You might have found the title of this post a bit odd - Mandarin isn’t usually described as having ‘suffixes’ and ‘prefixes’. It does, however, have characters that often give you a clue about how to translate a word or phrase into English.

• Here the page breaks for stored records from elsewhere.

//! Signaling HTTP endpoints
//!
//! - `POST /offer_ice`: a peer's offer; answered asynchronously via the
//!   peer's `/answer_ice`
//! - `POST /answer_ice`: a peer's answer to our offer
//! - `GET /`: this node's identity

use std::sync::Arc;

use axum::{
    body::Bytes,
    extract::State,
    http::StatusCode,
    response::{IntoResponse, Response},
    routing::{get, post},
    Json, Router,
};
use serde::Serialize;
use tower_http::cors::CorsLayer;
use tracing::{debug, warn};

use super::SignalingMessage;
use crate::orchestrator::MeshOrchestrator;
use crate::Error;

/// Error response
#[derive(Debug, Serialize)]
pub struct ErrorResponse {
    pub error: String,
    pub message: String,
}

/// Build the signaling router
pub fn router(orchestrator: Arc<MeshOrchestrator>) -> Router {
    Router::new()
        .route("/", get(identity))
        .route("/offer_ice", post(offer_ice))
        .route("/answer_ice", post(answer_ice))
        .layer(CorsLayer::permissive())
        .with_state(orchestrator)
}

async fn identity(State(orchestrator): State<Arc<MeshOrchestrator>>) -> impl IntoResponse {
    Json(orchestrator.local().clone())
}

/// POST /offer_ice
async fn offer_ice(State(orchestrator): State<Arc<MeshOrchestrator>>, body: Bytes) -> Response {
    let message = match decode(&body) {
        Ok(message) => message,
        Err(response) => return response,
    };
    debug!(peer = %message.from(), "Offer received");
    match orchestrator.accept_offer(message).await {
        Ok(()) => StatusCode::OK.into_response(),
        Err(e) => error_response(e),
    }
}

/// POST /answer_ice
async fn answer_ice(State(orchestrator): State<Arc<MeshOrchestrator>>, body: Bytes) -> Response {
    let message = match decode(&body) {
        Ok(message) => message,
        Err(response) => return response,
    };
    debug!(peer = %message.from(), "Answer received");
    match orchestrator.complete_answer(message).await {
        Ok(()) => StatusCode::OK.into_response(),
        Err(e) => error_response(e),
    }
}

fn decode(body: &[u8]) -> Result<SignalingMessage, Response> {
    serde_json::from_slice(body).map_err(|e| {
        warn!("Rejecting malformed signaling payload: {}", e);
        (
            StatusCode::BAD_REQUEST,
            Json(ErrorResponse {
                error: "malformed_payload".to_string(),
                message: e.to_string(),
            }),
        )
            .into_response()
    })
}

fn error_response(error: Error) -> Response {
    let (status, code) = match &error {
        Error::DuplicateConnection(_) => (StatusCode::CONFLICT, "duplicate_connection"),
        Error::RoleMismatch { .. } => (StatusCode::CONFLICT, "role_mismatch"),
        Error::ConnectionNotFound(_) => (StatusCode::NOT_FOUND, "connection_not_found"),
        Error::ProtocolViolation(_) => (StatusCode::BAD_REQUEST, "protocol_violation"),
        _ => (StatusCode::INTERNAL_SERVER_ERROR, "internal_error"),
    };
    warn!("Signaling request failed: {}", error);
    (
        status,
        Json(ErrorResponse {
            error: code.to_string(),
            message: error.to_string(),
        }),
    )
        .into_response()
}
//! Mesh lifecycle tests
//!
//! Initiator selection, offer/answer exchange, teardown and the at-most-one
//! connection rule, driven through the in-memory harness.

mod harness;

use std::sync::Arc;
use std::time::Duration;

use harness::{eventually, MeshHarness, LOCAL, LOCAL_RANDOM_ID, LOCAL_START};
use meshcall_webrtc::connection::Phase;
use meshcall_webrtc::identity::unix_now;
use meshcall_webrtc::rtc::{IceCandidate, LinkState, SdpKind, SessionDescription};
use meshcall_webrtc::signaling::{Role, SignalingMessage};
use meshcall_webrtc::{Error, MeshConfig};

fn remote_candidate() -> IceCandidate {
    IceCandidate {
        candidate: "candidate:9 1 udp 2130706431 100.64.0.9 40000 typ host".to_string(),
        sdp_mid: Some("0".to_string()),
        sdp_mline_index: Some(0),
    }
}

fn offer_from(peer: std::net::Ipv4Addr) -> SignalingMessage {
    SignalingMessage::Offer {
        from: peer,
        description: SessionDescription::offer("remote-offer"),
        candidates: vec![remote_candidate()],
    }
}

// =============================================================================
// Initiator selection
// =============================================================================

#[tokio::test]
async fn test_later_node_sends_offer_with_candidates() {
    let h = MeshHarness::new();
    let peer = h.add_peer(2, LOCAL_START - 500);

    let outcome = h.orchestrator.reconcile().await;
    assert_eq!(outcome.initiated, vec![peer]);
    assert!(h.signaler.wait_for(1, Duration::from_secs(2)).await);

    let (to, message) = h.signaler.sent().remove(0);
    assert_eq!(to, peer);
    let SignalingMessage::Offer {
        from,
        description,
        candidates,
    } = message
    else {
        panic!("Expected an offer");
    };
    assert_eq!(from, LOCAL);
    assert_eq!(description.kind, SdpKind::Offer);
    assert_eq!(candidates.len(), 1);

    let session = h.engine.session_for(peer).unwrap();
    assert!(session.channel("data").is_some());
    assert!(session.channel("ping").is_some());
    assert_eq!(session.local_description(), Some(description));

    let conn = h.orchestrator.connection(peer).await.unwrap();
    assert_eq!(conn.role(), Role::Offer);
    assert_eq!(conn.phase(), Phase::Negotiating);
}

#[tokio::test]
async fn test_earlier_node_waits_for_offer() {
    let h = MeshHarness::new();
    h.add_peer(2, LOCAL_START + 500);

    let outcome = h.orchestrator.reconcile().await;
    assert!(outcome.initiated.is_empty());
    tokio::time::sleep(Duration::from_millis(50)).await;
    assert!(h.engine.sessions().is_empty());
    assert!(h.signaler.sent().is_empty());
}

#[tokio::test]
async fn test_random_id_breaks_start_time_tie() {
    let h = MeshHarness::new();
    let lower = h.add_peer_with_id(2, LOCAL_START, LOCAL_RANDOM_ID - 1);
    h.add_peer_with_id(3, LOCAL_START, LOCAL_RANDOM_ID + 1);

    let outcome = h.orchestrator.reconcile().await;
    assert_eq!(outcome.initiated, vec![lower]);
}

#[tokio::test]
async fn test_identical_identity_never_initiates() {
    let h = MeshHarness::new();
    h.add_peer_with_id(2, LOCAL_START, LOCAL_RANDOM_ID);

    let outcome = h.orchestrator.reconcile().await;
    assert!(outcome.initiated.is_empty());
    assert!(h.orchestrator.connections().await.is_empty());
}

// =============================================================================
// At most one connection per peer
// =============================================================================

#[tokio::test]
async fn test_repeated_reconcile_keeps_one_connection() {
    let h = MeshHarness::new();
    let peer = h.add_peer(2, LOCAL_START - 500);

    h.orchestrator.reconcile().await;
    h.orchestrator.reconcile().await;
    assert!(h.signaler.wait_for(1, Duration::from_secs(2)).await);
    tokio::time::sleep(Duration::from_millis(50)).await;
    h.orchestrator.reconcile().await;

    assert_eq!(h.orchestrator.connections().await.len(), 1);
    assert_eq!(h.engine.sessions().len(), 1);
    assert_eq!(h.signaler.sent().len(), 1);
    assert!(h.orchestrator.connection(peer).await.is_some());
}

#[tokio::test]
async fn test_duplicate_offer_rejected_without_overwrite() {
    let h = MeshHarness::new();
    let (peer, session, conn) = h.connect_as_offerer(2).await;

    let result = h.orchestrator.accept_offer(offer_from(peer)).await;
    assert!(matches!(result, Err(Error::DuplicateConnection(addr)) if addr == peer));

    let current = h.orchestrator.connection(peer).await.unwrap();
    assert_eq!(current.id(), conn.id());
    assert_eq!(current.role(), Role::Offer);
    assert!(!session.is_closed());
    assert_eq!(h.engine.sessions().len(), 1);
}

// =============================================================================
// Answer path
// =============================================================================

#[tokio::test]
async fn test_offer_is_answered_with_candidates() {
    let h = MeshHarness::new();
    let peer = h.add_peer(2, LOCAL_START + 500);

    h.orchestrator.accept_offer(offer_from(peer)).await.unwrap();
    assert!(h.signaler.wait_for(1, Duration::from_secs(2)).await);

    let (to, message) = h.signaler.sent().remove(0);
    assert_eq!(to, peer);
    assert_eq!(message.role(), Role::Answer);
    assert_eq!(message.from(), LOCAL);

    let session = h.engine.session_for(peer).unwrap();
    assert_eq!(
        session.remote_description(),
        Some(SessionDescription::offer("remote-offer"))
    );
    assert_eq!(session.remote_candidates(), vec![remote_candidate()]);
    // the answerer never opens channels itself
    assert!(session.channel("data").is_none());

    let conn = h.orchestrator.connection(peer).await.unwrap();
    assert_eq!(conn.role(), Role::Answer);
}

#[tokio::test]
async fn test_answer_completes_offer() {
    let h = MeshHarness::new();
    let (peer, session, _conn) = h.connect_as_offerer(2).await;

    let answer = SignalingMessage::Answer {
        from: peer,
        description: SessionDescription::answer("remote-answer"),
        candidates: vec![remote_candidate()],
    };
    h.orchestrator.complete_answer(answer).await.unwrap();

    assert_eq!(
        session.remote_description(),
        Some(SessionDescription::answer("remote-answer"))
    );
    assert_eq!(session.remote_candidates().len(), 1);
}

#[tokio::test]
async fn test_answer_without_connection_is_not_found() {
    let h = MeshHarness::new();
    let answer = SignalingMessage::Answer {
        from: harness::peer_addr(5),
        description: SessionDescription::answer("x"),
        candidates: vec![],
    };
    let result = h.orchestrator.complete_answer(answer).await;
    assert!(matches!(result, Err(Error::ConnectionNotFound(_))));
}

#[tokio::test]
async fn test_answer_to_answering_side_tears_down() {
    let h = MeshHarness::new();
    let peer = h.add_peer(2, LOCAL_START + 500);
    h.orchestrator.accept_offer(offer_from(peer)).await.unwrap();
    assert!(h.signaler.wait_for(1, Duration::from_secs(2)).await);

    let answer = SignalingMessage::Answer {
        from: peer,
        description: SessionDescription::answer("unexpected"),
        candidates: vec![],
    };
    let result = h.orchestrator.complete_answer(answer).await;
    assert!(matches!(
        result,
        Err(Error::RoleMismatch {
            actual: Role::Answer,
            ..
        })
    ));
    assert!(h.orchestrator.connection(peer).await.is_none());
    assert!(h.engine.session_for(peer).unwrap().is_closed());
}

#[tokio::test]
async fn test_offer_from_self_rejected() {
    let h = MeshHarness::new();
    let result = h.orchestrator.accept_offer(offer_from(LOCAL)).await;
    assert!(matches!(result, Err(Error::ProtocolViolation(_))));
    assert!(h.engine.sessions().is_empty());
}

// =============================================================================
// Teardown
// =============================================================================

#[tokio::test]
async fn test_departed_peer_is_torn_down() {
    let h = MeshHarness::new();
    let (peer, session, conn) = h.connect_as_offerer(2).await;

    let expired = h.directory.expire(unix_now() + 60);
    assert_eq!(expired, vec![peer]);

    let outcome = h.orchestrator.reconcile().await;
    assert_eq!(outcome.removed, vec![peer]);
    assert!(outcome.initiated.is_empty());
    assert!(h.orchestrator.connection(peer).await.is_none());
    assert!(session.is_closed());
    assert!(conn.is_closed());
}

#[tokio::test]
async fn test_restarted_peer_replaces_stale_connection() {
    let h = MeshHarness::new();
    let (peer, session, conn) = h.connect_as_offerer(2).await;

    // Same address, new process that started after this node
    h.add_peer_with_id(2, LOCAL_START + 500, 9);
    let outcome = h.orchestrator.reconcile().await;
    assert_eq!(outcome.removed, vec![peer]);
    assert!(outcome.initiated.is_empty());
    assert!(session.is_closed());
    assert!(conn.is_closed());

    h.orchestrator.accept_offer(offer_from(peer)).await.unwrap();
    let current = h.orchestrator.connection(peer).await.unwrap();
    assert_eq!(current.role(), Role::Answer);
    assert_ne!(current.id(), conn.id());

    let outcome = h.orchestrator.reconcile().await;
    assert!(outcome.removed.is_empty());
}

#[tokio::test]
async fn test_failed_signaling_abandons_and_retries() {
    let h = MeshHarness::new();
    let peer = h.add_peer(2, LOCAL_START - 500);
    h.signaler.set_fail(true);

    h.orchestrator.reconcile().await;
    let engine = Arc::clone(&h.engine);
    assert!(
        eventually(move || engine.session_for(peer).map(|s| s.is_closed()).unwrap_or(false)).await
    );
    assert!(h.orchestrator.connection(peer).await.is_none());
    let first = h.engine.session_for(peer).unwrap();

    h.signaler.set_fail(false);
    h.orchestrator.reconcile().await;
    assert!(h.signaler.wait_for(1, Duration::from_secs(2)).await);

    let second = h.engine.session_for(peer).unwrap();
    assert_ne!(first.key.id, second.key.id);
    assert!(!second.is_closed());
}

#[tokio::test]
async fn test_session_creation_failure_leaves_no_connection() {
    let h = MeshHarness::new();
    let peer = h.add_peer(2, LOCAL_START - 500);
    h.engine.set_fail_create(true);

    h.orchestrator.reconcile().await;
    tokio::time::sleep(Duration::from_millis(50)).await;
    assert!(h.orchestrator.connection(peer).await.is_none());
}

#[tokio::test]
async fn test_stuck_negotiation_is_retried() {
    let config = MeshConfig {
        negotiation_timeout: Duration::from_millis(30),
        ..Default::default()
    };
    let h = MeshHarness::with_config(config);
    let (peer, session, _conn) = h.connect_as_offerer(2).await;

    tokio::time::sleep(Duration::from_millis(60)).await;
    let outcome = h.orchestrator.reconcile().await;
    assert_eq!(outcome.removed, vec![peer]);
    assert_eq!(outcome.initiated, vec![peer]);
    assert!(session.is_closed());
}

// =============================================================================
// Transport state
// =============================================================================

#[tokio::test]
async fn test_connected_state_establishes_and_is_published() {
    let mut h = MeshHarness::new();
    let (peer, session, conn) = h.connect_as_offerer(2).await;

    session.set_state(LinkState::Connected);
    let event = h.next_event("connection_state").await;
    assert_eq!(event["state"], "connected");
    assert_eq!(event["peerIP"], peer.to_string());

    let c = Arc::clone(&conn);
    assert!(eventually(move || c.phase() == Phase::Established).await);
}

#[tokio::test]
async fn test_failed_transport_tears_down() {
    let h = MeshHarness::new();
    let (peer, session, conn) = h.connect_as_offerer(2).await;

    session.set_state(LinkState::Failed);
    assert!(h.wait_removed(peer).await);
    assert!(conn.is_closed());
    assert!(session.is_closed());
}

#[tokio::test]
async fn test_events_from_superseded_session_ignored() {
    let h = MeshHarness::new();
    let (peer, old_session, _old) = h.connect_as_offerer(2).await;

    old_session.set_state(LinkState::Failed);
    assert!(h.wait_removed(peer).await);

    let (_, _new_session, conn) = h.connect_as_offerer(2).await;
    old_session.set_state(LinkState::Connected);
    tokio::time::sleep(Duration::from_millis(50)).await;

    assert_eq!(conn.phase(), Phase::Negotiating);
    assert_eq!(conn.link_state(), LinkState::New);
}

#[tokio::test]
async fn test_shutdown_closes_everything() {
    let h = MeshHarness::new();
    let (_, first, _) = h.connect_as_offerer(2).await;
    let (_, second, _) = h.connect_as_offerer(3).await;

    h.orchestrator.shutdown().await;
    assert!(h.orchestrator.connections().await.is_empty());
    assert!(first.is_closed());
    assert!(second.is_closed());
}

This is a list of ten characters that frequently translate into English suffixes and prefixes.
-们 (men): -s
This one is pretty straightforward. It functions exactly like the English plural suffix -s or -es. It also covers what would be irregular plurals in English. The only difference is that it can only be used with people and some animate nouns (such as animals).
- 鸭子们 (yāzimen): ducks
- 孩子们 (háizimen): children
- 他们 (tāmen): they
-地 (de): -ly
This is an adverb marker in Mandarin, exactly like -ly in English. It can turn the majority of adjectives into adverbs.
- 快地 (kuàide): quickly
- 慢地 (mànde): slowly
- 高兴地 (gāoxìngde): happily
可- (kě): -able
If something is -able in English, then it’s often 可- in Mandarin.
- 可爱 (kěài): adorable
- 可笑 (kěxiào): laughable
- 可靠 (kěkào): reliable
重- (chóng): re-
Need to _re_do something? Chances are it’s 重- plus a verb in Mandarin.
- 重做 (chóngzuò): redo
- 重组 (chóngzǔ): reorganise
- 重复 (chóngfù): reiterate, repeat
第- (dì): -st,_ -nd, -rd, -th_
For some reason, English has special markers to turn numbers one to three into ordinals, and then just uses -th for everything else. In Mandarin, they’re all marked by 第.
- 第一 (dìyī): the first
- 第二 (dí’èr): the second
- 第九 (dìjiǔ): the ninth
-化 (huà): -ise
If you need to make something a bit more ~adjective~, then sticking 化 on the end will probably do the job.
- 石化 (shíhuà): fossilise
- 戏剧化 (xìjùhuà): dramatise
- 私有化 (sīyǒuhuà): privatise
-学 (xué): -logy
Specialist fields of study usually have -logy on the end in English, and -学 in Mandarin.
- 生物学 (shēngwùxué): biology
- 神学 (shénxué): theology
- 社会学 (shèhuìxué): sociology
-家 (jiā): -ist,_ -er_
Generic job titles and occupations often include 家 in Mandarin. It’s often the equivalent of -er or -ist in English: “one who does…”
- 画家 (huàjiā): painter
- 作家 (zuòjiā): writer
- 科学家 (kēxuéjiā): scientist (two suffixes here!)
-着 (zhe): -ing
Where English uses verbs ending -ing, Mandarin often uses -着.
- 站着 (zhànzhe): standing
- 坐着 (zuòzhe): sitting
- 等着 (děngzhe): waiting
-性 (xìng): -ness,_ -ability_
This is used to describe properties and qualities, but it’s a bit more versatile in Mandarin than -ness or -ability in English. It converts adjectives into nouns.
- 可靠性 (kèkàoxìng): reliability
- 实用性 (shíyòngxìng): utility, usability
- 可理解性 (kělǐjiěxìng): understandability
-主义 (zhǔyì): -ism
This can be used to describe various ideologies and movements. Literally it’s something like ‘primary meaning’, so it’s about what’s central to a system of thought.